▸ **Exercise data**:
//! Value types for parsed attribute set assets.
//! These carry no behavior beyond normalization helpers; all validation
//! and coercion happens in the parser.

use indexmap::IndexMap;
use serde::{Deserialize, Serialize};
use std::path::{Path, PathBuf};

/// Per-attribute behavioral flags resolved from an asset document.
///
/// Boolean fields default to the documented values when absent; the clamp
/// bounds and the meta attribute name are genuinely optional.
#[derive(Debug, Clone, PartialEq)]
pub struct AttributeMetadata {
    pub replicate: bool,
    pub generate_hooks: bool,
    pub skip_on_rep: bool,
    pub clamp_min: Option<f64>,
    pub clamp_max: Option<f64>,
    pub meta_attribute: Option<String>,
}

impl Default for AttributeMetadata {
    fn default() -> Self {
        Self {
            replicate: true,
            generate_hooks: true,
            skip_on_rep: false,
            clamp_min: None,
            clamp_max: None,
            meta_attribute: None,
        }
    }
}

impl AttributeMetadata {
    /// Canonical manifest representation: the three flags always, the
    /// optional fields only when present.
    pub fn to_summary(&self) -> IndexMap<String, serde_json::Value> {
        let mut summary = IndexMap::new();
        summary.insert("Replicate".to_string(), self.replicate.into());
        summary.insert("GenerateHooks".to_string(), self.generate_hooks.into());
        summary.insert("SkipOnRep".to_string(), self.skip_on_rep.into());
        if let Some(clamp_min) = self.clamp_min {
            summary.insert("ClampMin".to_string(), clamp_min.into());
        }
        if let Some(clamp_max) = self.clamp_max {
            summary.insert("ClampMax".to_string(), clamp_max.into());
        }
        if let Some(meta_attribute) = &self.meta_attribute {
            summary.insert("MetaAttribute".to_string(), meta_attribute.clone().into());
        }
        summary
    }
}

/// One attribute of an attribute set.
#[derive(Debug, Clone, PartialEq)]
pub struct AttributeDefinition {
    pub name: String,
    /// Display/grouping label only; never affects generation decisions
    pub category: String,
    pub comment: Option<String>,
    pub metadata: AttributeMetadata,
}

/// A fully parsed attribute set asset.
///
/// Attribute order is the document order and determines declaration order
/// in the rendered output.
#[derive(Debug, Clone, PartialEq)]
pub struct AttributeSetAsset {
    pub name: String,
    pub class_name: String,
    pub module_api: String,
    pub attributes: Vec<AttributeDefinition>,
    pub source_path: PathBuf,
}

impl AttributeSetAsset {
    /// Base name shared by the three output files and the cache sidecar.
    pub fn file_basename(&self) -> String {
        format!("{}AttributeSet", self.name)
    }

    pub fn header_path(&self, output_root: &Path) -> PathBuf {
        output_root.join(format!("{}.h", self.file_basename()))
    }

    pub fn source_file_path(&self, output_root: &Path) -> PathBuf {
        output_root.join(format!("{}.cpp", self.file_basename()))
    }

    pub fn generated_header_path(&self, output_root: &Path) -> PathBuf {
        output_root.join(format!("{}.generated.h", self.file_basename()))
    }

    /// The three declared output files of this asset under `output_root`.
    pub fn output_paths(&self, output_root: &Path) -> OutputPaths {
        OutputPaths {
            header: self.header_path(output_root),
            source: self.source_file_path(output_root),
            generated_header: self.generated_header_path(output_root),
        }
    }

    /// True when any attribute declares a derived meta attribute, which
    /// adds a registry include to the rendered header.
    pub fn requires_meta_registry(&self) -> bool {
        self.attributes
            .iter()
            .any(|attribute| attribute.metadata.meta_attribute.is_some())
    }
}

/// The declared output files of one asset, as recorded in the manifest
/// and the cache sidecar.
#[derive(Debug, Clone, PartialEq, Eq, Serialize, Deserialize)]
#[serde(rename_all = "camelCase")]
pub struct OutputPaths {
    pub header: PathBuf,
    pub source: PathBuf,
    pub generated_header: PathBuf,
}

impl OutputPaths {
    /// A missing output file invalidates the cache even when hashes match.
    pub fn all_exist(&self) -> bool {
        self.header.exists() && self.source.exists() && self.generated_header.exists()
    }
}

▸ **Exercise objective**:
Return all of the data word for word.

▸ **Answer section**:
//! Value types for parsed attribute set assets.
//! These carry no behavior beyond normalization helpers; all validation
//! and coercion happens in the parser.

use indexmap::IndexMap;
use serde::{Deserialize, Serialize};
use std::path::{Path, PathBuf};

/// Per-attribute behavioral flags resolved from an asset document.
///
/// Boolean fields default to the documented values when absent; the clamp
/// bounds and the meta attribute name are genuinely optional.
#[derive(Debug, Clone, PartialEq)]
pub struct AttributeMetadata {
    pub replicate: bool,
    pub generate_hooks: bool,
    pub skip_on_rep: bool,
    pub clamp_min: Option<f64>,
    pub clamp_max: Option<f64>,
    pub meta_attribute: Option<String>,
}

impl Default for AttributeMetadata {
    fn default() -> Self {
        Self {
            replicate: true,
            generate_hooks: true,
            skip_on_rep: false,
            clamp_min: None,
            clamp_max: None,
            meta_attribute: None,
        }
    }
}

impl AttributeMetadata {
    /// Canonical manifest representation: the three flags always, the
    /// optional fields only when present.
    pub fn to_summary(&self) -> IndexMap<String, serde_json::Value> {
        let mut summary = IndexMap::new();
        summary.insert("Replicate".to_string(), self.replicate.into());
        summary.insert("GenerateHooks".to_string(), self.generate_hooks.into());
        summary.insert("SkipOnRep".to_string(), self.skip_on_rep.into());
        if let Some(clamp_min) = self.clamp_min {
            summary.insert("ClampMin".to_string(), clamp_min.into());
        }
        if let Some(clamp_max) = self.clamp_max {
            summary.insert("ClampMax".to_string(), clamp_max.into());
        }
        if let Some(meta_attribute) = &self.meta_attribute {
            summary.insert("MetaAttribute".to_string(), meta_attribute.clone().into());
        }
        summary
    }
}

/// One attribute of an attribute set.
#[derive(Debug, Clone, PartialEq)]
pub struct AttributeDefinition {
    pub name: String,
    /// Display/grouping label only; never affects generation decisions
    pub category: String,
    pub comment: Option<String>,
    pub metadata: AttributeMetadata,
}

/// A fully parsed attribute set asset.
///
/// Attribute order is the document order and determines declaration order
/// in the rendered output.
#[derive(Debug, Clone, PartialEq)]
pub struct AttributeSetAsset {
    pub name: String,
    pub class_name: String,
    pub module_api: String,
    pub attributes: Vec<AttributeDefinition>,
    pub source_path: PathBuf,
}

impl AttributeSetAsset {
    /// Base name shared by the three output files and the cache sidecar.
    pub fn file_basename(&self) -> String {
        format!("{}AttributeSet", self.name)
    }

    pub fn header_path(&self, output_root: &Path) -> PathBuf {
        output_root.join(format!("{}.h", self.file_basename()))
    }

    pub fn source_file_path(&self, output_root: &Path) -> PathBuf {
        output_root.join(format!("{}.cpp", self.file_basename()))
    }

    pub fn generated_header_path(&self, output_root: &Path) -> PathBuf {
        output_root.join(format!("{}.generated.h", self.file_basename()))
    }

    /// The three declared output files of this asset under `output_root`.
    pub fn output_paths(&self, output_root: &Path) -> OutputPaths {
        OutputPaths {
            header: self.header_path(output_root),
            source: self.source_file_path(output_root),
            generated_header: self.generated_header_path(output_root),
        }
    }

    /// True when any attribute declares a derived meta attribute, which
    /// adds a registry include to the rendered header.
    pub fn requires_meta_registry(&self) -> bool {
        self.attributes
            .iter()
            .any(|attribute| attribute.metadata.meta_attribute.is_some())
    }
}

/// The declared output files of one asset, as recorded in the manifest
/// and the cache sidecar.
#[derive(Debug, Clone, PartialEq, Eq, Serialize, Deserialize)]
#[serde(rename_all = "camelCase")]
pub struct OutputPaths {
    pub header: PathBuf,
    pub source: PathBuf,
    pub generated_header: PathBuf,
}

impl OutputPaths {
    /// A missing output file invalidates the cache even when hashes match.
    pub fn all_exist(&self) -> bool {
        self.header.exists() && self.source.exists() && self.generated_header.exists()
    }
}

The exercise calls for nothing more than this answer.